Kolumny zawierające wartości NaN:
['INSTALLATION_YEAR', 'COMMODITY_RELEASED_TYPE', 'INTENTIONAL_RELEASE_BBLS', 'UNINTENTIONAL_RELEASE_BBLS', 'ON_OFF_SHORE', 'EXPLODE_IND', 'NUM_PUB_EVACUATED', 'FEDERAL', 'LOCATION_TYPE', 'CROSSING', 'ITEM_INVOLVED', 'MATERIAL_INVOLVED', 'EST_COST_OPER_PAID', 'EST_COST_GAS_RELEASED', 'EST_COST_PROP_DAMAGE', 'EST_COST_EMERGENCY', 'EST_COST_ENVIRONMENTAL', 'EST_COST_OTHER', 'NARRATIVE', 'SYSTEM_PART_INVOLVED', 'INCIDENT_AREA_TYPE', 'PIPE_FACILITY_TYPE', 'inst_age_in_days', 'RELEASE_TYPE', 'COULD_BE_HCA', 'ACCIDENT_PSIG', 'MOP_PSIG', 'PIPELINE_FUNCTION', 'SCADA_IN_PLACE_IND', 'INVESTIGATION_STATUS', 'EMPLOYEE_DRUG_TEST_IND', 'CONTRACTOR_DRUG_TEST_IND']
Procent NaN w kolumnie INSTALLATION_YEAR: 28.09%
Procent NaN w kolumnie COMMODITY_RELEASED_TYPE: 1.19%
Procent NaN w kolumnie INTENTIONAL_RELEASE_BBLS: 58.66%
Procent NaN w kolumnie UNINTENTIONAL_RELEASE_BBLS: 0.92%
Procent NaN w kolumnie ON_OFF_SHORE: 16.65%
Procent NaN w kolumnie EXPLODE_IND: 12.79%
Procen

## Uzupełnienie zmiennych

In [35]:
base_on = ['EST_COST_GAS_RELEASED', 'EST_COST_ENVIRONMENTAL', 'accident_pressure_as_%_mop_psig']

In [36]:
categorial_values = ['COMMODITY_RELEASED_TYPE', 'ON_OFF_SHORE', 'IGNITE_IND', 'EXPLODE_IND', 'FEDERAL', 'LOCATION_TYPE', 'CROSSING', 'MATERIAL_INVOLVED', 'INCIDENT_AREA_TYPE', 'PIPE_FACILITY_TYPE', 
                     'RELEASE_TYPE', 'COULD_BE_HCA', 'PIPELINE_FUNCTION', 'SCADA_IN_PLACE_IND', 'INVESTIGATION_STATUS', 'EMPLOYEE_DRUG_TEST_IND', 'CONTRACTOR_DRUG_TEST_IND', 'CAUSE']
categorial_values.remove(classification_target)

In [37]:
mean_values = ['UNINTENTIONAL_RELEASE_BBLS', 'MOP_PSIG', 'inst_age_in_days', 'EST_COST_PROP_DAMAGE', 'EST_COST_EMERGENCY', 'INSTALLATION_YEAR', 'ACCIDENT_PSIG']
zero_values = ['INTENTIONAL_RELEASE_BBLS', 'NUM_PUB_EVACUATED', 'EST_COST_OPER_PAID', 'EST_COST_OTHER']

In [38]:
without_NaN = ['ITEM_INVOLVED', 'SYSTEM_PART_INVOLVED']

In [39]:
delated = ['CAUSE_DETAILS', 'NARRATIVE', 'zone', 'TAVG']

In [40]:
def process_data_numeric(input_df: pd.DataFrame):
    for col_name in categorial_values:
        mode_value = input_df[col_name].mode()[0]
        input_df[col_name] = input_df[col_name].fillna(mode_value)

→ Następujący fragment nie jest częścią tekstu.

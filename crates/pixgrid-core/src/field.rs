//! Dense `f32` fields and the scalar-access trait shared by all rasters.

use crate::image::{luma_f32, GrayImage, GrayImageView, RgbImageView};

/// Row-major `f32` field, e.g. normalized intensity or gradient energy.
#[derive(Clone, Debug, PartialEq)]
pub struct ScalarField {
    pub width: usize,
    pub height: usize,
    pub data: Vec<f32>,
}

impl ScalarField {
    pub fn new(width: usize, height: usize) -> Self {
        Self {
            width,
            height,
            data: vec![0.0; width * height],
        }
    }

    /// Gray values scaled into `[0, 1]`.
    pub fn from_gray_normalized(src: &GrayImageView<'_>) -> Self {
        Self {
            width: src.width,
            height: src.height,
            data: src.data.iter().map(|&v| v as f32 / 255.0).collect(),
        }
    }

    #[inline]
    pub fn get(&self, x: usize, y: usize) -> f32 {
        self.data[y * self.width + x]
    }

    #[inline]
    pub fn row(&self, y: usize) -> &[f32] {
        &self.data[y * self.width..(y + 1) * self.width]
    }

    /// `(min, max)` over the field, `None` when empty.
    pub fn range(&self) -> Option<(f32, f32)> {
        let mut it = self.data.iter().copied();
        let first = it.next()?;
        Some(it.fold((first, first), |(lo, hi), v| (lo.min(v), hi.max(v))))
    }

    /// Quantile `q` in `[0, 1]` with linear interpolation between order
    /// statistics. Returns 0 for an empty field.
    pub fn quantile(&self, q: f32) -> f32 {
        if self.data.is_empty() {
            return 0.0;
        }
        let mut sorted = self.data.clone();
        sorted.sort_by(f32::total_cmp);
        let pos = q.clamp(0.0, 1.0) as f64 * (sorted.len() - 1) as f64;
        let lo = pos.floor() as usize;
        let hi = pos.ceil() as usize;
        let frac = pos - lo as f64;
        (sorted[lo] as f64 + (sorted[hi] as f64 - sorted[lo] as f64) * frac) as f32
    }
}

/// Anything that yields one scalar intensity per pixel.
///
/// Multi-channel rasters reduce to luma.
pub trait IntensityGrid {
    fn width(&self) -> usize;
    fn height(&self) -> usize;
    fn intensity(&self, x: usize, y: usize) -> f32;
}

impl IntensityGrid for ScalarField {
    fn width(&self) -> usize {
        self.width
    }
    fn height(&self) -> usize {
        self.height
    }
    #[inline]
    fn intensity(&self, x: usize, y: usize) -> f32 {
        self.get(x, y)
    }
}

impl IntensityGrid for GrayImageView<'_> {
    fn width(&self) -> usize {
        self.width
    }
    fn height(&self) -> usize {
        self.height
    }
    #[inline]
    fn intensity(&self, x: usize, y: usize) -> f32 {
        self.get(x, y) as f32
    }
}

impl IntensityGrid for GrayImage {
    fn width(&self) -> usize {
        self.width
    }
    fn height(&self) -> usize {
        self.height
    }
    #[inline]
    fn intensity(&self, x: usize, y: usize) -> f32 {
        self.data[y * self.width + x] as f32
    }
}

impl IntensityGrid for RgbImageView<'_> {
    fn width(&self) -> usize {
        self.width
    }
    fn height(&self) -> usize {
        self.height
    }
    #[inline]
    fn intensity(&self, x: usize, y: usize) -> f32 {
        luma_f32(self.get(x, y))
    }
}
//! Completion of a sparse line set into a full, roughly uniform grid.
//!
//! Gradient energy finds lines over high-contrast cell boundaries but stays
//! silent between neighbouring cells of the same colour. Missing lines are
//! synthesized by assuming uniform spacing: the typical gap is the median of
//! the detected spacings, and every margin or interior gap that is too wide
//! receives evenly spaced lines.

use pixgrid_core::LineSet;

#[cfg(feature = "tracing")]
use tracing::instrument;

/// Typical gap assumed when fewer than two lines were detected.
pub const FALLBACK_GAP: u32 = 8;

/// Interior gaps wider than this multiple of the typical gap are split.
const INTERIOR_SPLIT_RATIO: f64 = 1.5;

/// Median spacing, truncated to whole pixels.
pub fn typical_gap(lines: &LineSet) -> u32 {
    let mut gaps: Vec<u32> = lines.gaps().collect();
    if gaps.is_empty() {
        return FALLBACK_GAP;
    }
    gaps.sort_unstable();
    let n = gaps.len();
    let median = if n % 2 == 1 {
        gaps[n / 2] as f64
    } else {
        (gaps[n / 2 - 1] as f64 + gaps[n / 2] as f64) / 2.0
    };
    median as u32
}

/// Number of lines to insert into a span of `span` pixels.
fn missing_lines(span: u32, gap: u32) -> u32 {
    let n = (span as f64 / gap as f64).round_ties_even() as i64 - 1;
    n.max(1) as u32
}

/// `num` evenly spaced offsets strictly inside `(0, span)`, truncated.
fn even_offsets(span: u32, num: u32) -> impl Iterator<Item = u32> {
    (1..=num).map(move |k| ((k as u64 * span as u64) as f64 / (num + 1) as f64) as u32)
}

/// Complete `lines` so that the grid tiles `[0, limit)`.
///
/// Positions at or beyond `limit` are discarded. An empty input stays empty.
#[cfg_attr(
    feature = "tracing",
    instrument(level = "debug", skip(lines), fields(detected = lines.len()))
)]
pub fn complete_lines(lines: &LineSet, limit: u32) -> LineSet {
    let lines = LineSet::from_unsorted(
        lines.as_slice().iter().copied().filter(|&p| p < limit).collect(),
    );
    let (Some(first), Some(last)) = (lines.first(), lines.last()) else {
        return LineSet::new();
    };

    let gap = typical_gap(&lines);
    let mut all = lines.as_slice().to_vec();

    if first > gap {
        let num = missing_lines(first, gap);
        all.extend(even_offsets(first, num));
    }

    for (a, b) in lines.cells() {
        let span = b - a;
        if span as f64 > gap as f64 * INTERIOR_SPLIT_RATIO {
            let num = missing_lines(span, gap);
            all.extend(even_offsets(span, num).map(|o| a + o));
        }
    }

    if (last as i64) < limit as i64 - gap as i64 {
        let span = limit - last;
        let num = missing_lines(span, gap);
        all.extend(even_offsets(span, num).map(|o| last + o));
    }

    let completed = LineSet::from_unsorted(all);
    let added = completed.len() - lines.len();
    if added > 0 {
        log::debug!("interpolated {added} lines (typical gap {gap}px, limit {limit})");
    }
    completed
}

    for col_name in mean_values:
        mean_value = input_df[col_name].mean()
        input_df[col_name] = input_df[col_name].fillna(mean_value)

    for col_name in zero_values:
        input_df[col_name] = input_df[col_name].fillna(0)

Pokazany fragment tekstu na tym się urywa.